In 1973, Verdery went to Transylvania, a region of Romania, to do field work on various aspects of village life. At that time and until 1989, the country was in the grips of Nicolae Ceaușescu’s totalitarian government. Neighbors had long ago learned not to trust one another as surveillance by the Romanian Securitate was a fact of life.
Verdery was not naïve to the work of the Securitate. Even when two friends told her that they had to report on her, she never anticipated that there was more to the story. She returned to Romania several times over the next two decades not suspecting that her every move was being documented, that her friendships were not what they seemed, and that the Securitate believed her to be an enemy of the state.
It was not until 2008 that Verdery had the opportunity to see her file from the Securitate’s archives. A staggering 2781 pages long, it consisted of photographs that included her in a state of undress in a hotel room; written reports by officials; and the most devastating, accounts of people that she had considered friends.

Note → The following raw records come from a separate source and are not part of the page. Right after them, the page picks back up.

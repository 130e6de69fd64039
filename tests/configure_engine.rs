//! End-to-end tests for the post-write configuration engine against an
//! in-memory partitioned disk.

use multiflash::adapters::MemoryDisk;
use multiflash::core::configure::{
    CONFIG_FILE_PATH, ConfigureError, ConfigureOptions, DEVICE_TYPE_PATH, FileRef, Operation,
    configure, read_device_metadata,
};
use serde_json::json;

const FAT32_LBA: u8 = 0x0C;
const LINUX: u8 = 0x83;
const EXTENDED: u8 = 0x05;

/// A disk laid out like a typical image: FAT boot partition, a root
/// partition, an extended container and one logical partition.
fn disk_with_metadata(metadata: serde_json::Value) -> MemoryDisk {
    MemoryDisk::new()
        .with_partition(1, FAT32_LBA)
        .with_partition(2, LINUX)
        .with_partition(4, EXTENDED)
        .with_partition(5, LINUX)
        .with_file(1, DEVICE_TYPE_PATH, metadata.to_string())
        .with_file(1, "/network/wifi", "ssid=lab")
}

fn copy_when_foo_is_bar() -> serde_json::Value {
    json!({
        "slug": "raspberrypi3",
        "configuration": {
            "operations": [{
                "command": "copy",
                "when": {"foo": "bar"},
                "from": {"partition": 1, "path": "/network/wifi"},
                "to": {"partition": {"logical": 1}, "path": "/etc/wifi"}
            }]
        }
    })
}

#[tokio::test]
async fn test_copy_runs_when_condition_matches() {
    let disk = disk_with_metadata(copy_when_foo_is_bar());
    let options = ConfigureOptions::new().with("foo", "bar");

    let ran = configure(&disk, &options).await.unwrap();

    assert_eq!(
        ran,
        vec![Operation::Copy {
            from: FileRef {
                partition: 1,
                path: "/network/wifi".to_string()
            },
            to: FileRef {
                partition: 5,
                path: "/etc/wifi".to_string()
            },
        }]
    );
    assert_eq!(disk.file(5, "/etc/wifi").unwrap(), b"ssid=lab");
    // One session to find the metadata, then one per side of the copy.
    assert_eq!(disk.sessions(), vec![1, 1, 5]);
    assert_eq!(disk.open_sessions(), 0);
}

#[tokio::test]
async fn test_nothing_runs_when_condition_differs() {
    let disk = disk_with_metadata(copy_when_foo_is_bar());
    let options = ConfigureOptions::new().with("foo", "baz");

    let ran = configure(&disk, &options).await.unwrap();

    assert!(ran.is_empty());
    assert!(disk.file(5, "/etc/wifi").is_none());
    assert_eq!(disk.sessions(), vec![1]);
}

#[tokio::test]
async fn test_repeated_runs_are_identical() {
    let disk = disk_with_metadata(copy_when_foo_is_bar());
    let options = ConfigureOptions::new().with("foo", "bar");

    let first = configure(&disk, &options).await.unwrap();
    let second = configure(&disk, &options).await.unwrap();
    assert_eq!(first, second);
}

#[tokio::test]
async fn test_config_payload_written_to_target_partition() {
    let disk = disk_with_metadata(json!({
        "configuration": {
            "config": {"partition": {"primary": 1}}
        }
    }));
    let payload = json!({"hostname": "kiosk-7", "persistentLogging": true});
    let options = ConfigureOptions::new().with("config", payload.clone());

    let ran = configure(&disk, &options).await.unwrap();
    assert_eq!(ran.len(), 1);

    let written = disk.file(1, CONFIG_FILE_PATH).unwrap();
    let parsed: serde_json::Value = serde_json::from_slice(&written).unwrap();
    assert_eq!(parsed, payload);
}

#[tokio::test]
async fn test_config_without_payload_is_skipped() {
    let disk = disk_with_metadata(json!({
        "configuration": {"config": {"partition": 1}}
    }));

    let ran = configure(&disk, &ConfigureOptions::new()).await.unwrap();

    assert_eq!(
        ran,
        vec![Operation::Configure {
            partition: 1,
            data: None
        }]
    );
    assert!(disk.file(1, CONFIG_FILE_PATH).is_none());
}

#[tokio::test]
async fn test_operations_run_in_order() {
    let disk = disk_with_metadata(json!({
        "configuration": {
            "operations": [
                {"command": "copy", "from": {"partition": 1, "path": "/network/wifi"}, "to": {"partition": 2, "path": "/stage"}},
                {"command": "copy", "from": {"partition": 2, "path": "/stage"}, "to": {"partition": {"logical": 1}, "path": "/final"}}
            ]
        }
    }));

    let ran = configure(&disk, &ConfigureOptions::new()).await.unwrap();

    assert_eq!(ran.len(), 2);
    assert_eq!(disk.file(5, "/final").unwrap(), b"ssid=lab");
}

#[tokio::test]
async fn test_invalid_partition_aborts_before_any_operation() {
    let disk = disk_with_metadata(json!({
        "configuration": {
            "operations": [
                {"command": "copy", "from": {"partition": 1, "path": "/network/wifi"}, "to": {"partition": 2, "path": "/copied"}},
                {"command": "configure", "partition": {}, "data": {"a": 1}}
            ]
        }
    }));

    let err = configure(&disk, &ConfigureOptions::new()).await.unwrap_err();

    assert!(matches!(err, ConfigureError::InvalidPartition(_)));
    assert!(disk.file(2, "/copied").is_none());
    assert_eq!(disk.sessions(), vec![1]);
}

#[tokio::test]
async fn test_malformed_partition_ignored_when_operation_filtered_out() {
    let disk = disk_with_metadata(json!({
        "configuration": {
            "operations": [
                {"command": "configure", "partition": "2", "when": {"never": true}, "data": {"a": 1}}
            ]
        }
    }));

    let ran = configure(&disk, &ConfigureOptions::new()).await.unwrap();
    assert!(ran.is_empty());
}

#[tokio::test]
async fn test_malformed_partition_is_invalid_when_operation_kept() {
    for partition in [json!("2"), json!(-1), json!(1.5), json!([1])] {
        let disk = disk_with_metadata(json!({
            "configuration": {
                "operations": [
                    {"command": "copy", "from": {"partition": 1, "path": "/network/wifi"}, "to": {"partition": partition.clone(), "path": "/x"}}
                ]
            }
        }));

        let err = configure(&disk, &ConfigureOptions::new()).await.unwrap_err();
        assert!(
            matches!(err, ConfigureError::InvalidPartition(_)),
            "unexpected error for {partition}: {err:?}"
        );
        assert_eq!(disk.sessions(), vec![1]);
    }
}

#[tokio::test]
async fn test_missing_metadata_means_no_operations() {
    let disk = MemoryDisk::new()
        .with_partition(1, FAT32_LBA)
        .with_partition(2, LINUX);

    assert!(read_device_metadata(&disk).await.unwrap().is_none());
    assert!(configure(&disk, &ConfigureOptions::new()).await.unwrap().is_empty());
}

#[tokio::test]
async fn test_metadata_only_read_from_fat_partitions() {
    let disk = MemoryDisk::new()
        .with_partition(1, LINUX)
        .with_file(1, DEVICE_TYPE_PATH, copy_when_foo_is_bar().to_string());

    assert!(read_device_metadata(&disk).await.unwrap().is_none());
    assert!(disk.sessions().is_empty());
}

#[tokio::test]
async fn test_unreadable_metadata_falls_through_to_next_fat_partition() {
    let disk = MemoryDisk::new()
        .with_partition(1, FAT32_LBA)
        .with_partition(2, 0x0E)
        .with_file(1, DEVICE_TYPE_PATH, "{}")
        .with_unreadable(1, DEVICE_TYPE_PATH)
        .with_file(2, DEVICE_TYPE_PATH, copy_when_foo_is_bar().to_string());

    let metadata = read_device_metadata(&disk).await.unwrap().unwrap();
    let operations = metadata.configuration.unwrap().operations.unwrap();
    assert_eq!(operations.len(), 1);
    assert_eq!(disk.sessions(), vec![1, 2]);
    assert_eq!(disk.open_sessions(), 0);
}

#[tokio::test]
async fn test_unknown_command_is_a_metadata_error() {
    let disk = disk_with_metadata(json!({
        "configuration": {
            "operations": [{"command": "format", "partition": 2}]
        }
    }));

    let err = configure(&disk, &ConfigureOptions::new()).await.unwrap_err();
    assert!(matches!(err, ConfigureError::Metadata(_)));
}

#[tokio::test]
async fn test_copy_of_missing_file_fails() {
    let disk = disk_with_metadata(json!({
        "configuration": {
            "operations": [
                {"command": "copy", "from": {"partition": 2, "path": "/nope"}, "to": {"partition": 5, "path": "/x"}}
            ]
        }
    }));

    let err = configure(&disk, &ConfigureOptions::new()).await.unwrap_err();
    assert!(matches!(err, ConfigureError::Disk(_)));
    assert_eq!(disk.open_sessions(), 0);
}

Appalled, shocked – it took Verdery years to process, not only what others had done, but what she had done to contribute to it. She had believed her effort to collect data, as an anthropologist, was transparent. Verdery, however, came to understand that she played an unwitting role in the narrative that defined her as a spy, an enemy to the very people that she had spent a good part of her life studying.
Katherine Verdery is the Julien J. Studley Faculty Scholar and Distinguished Professor of Anthropology at the Graduate Center of the City University of New York.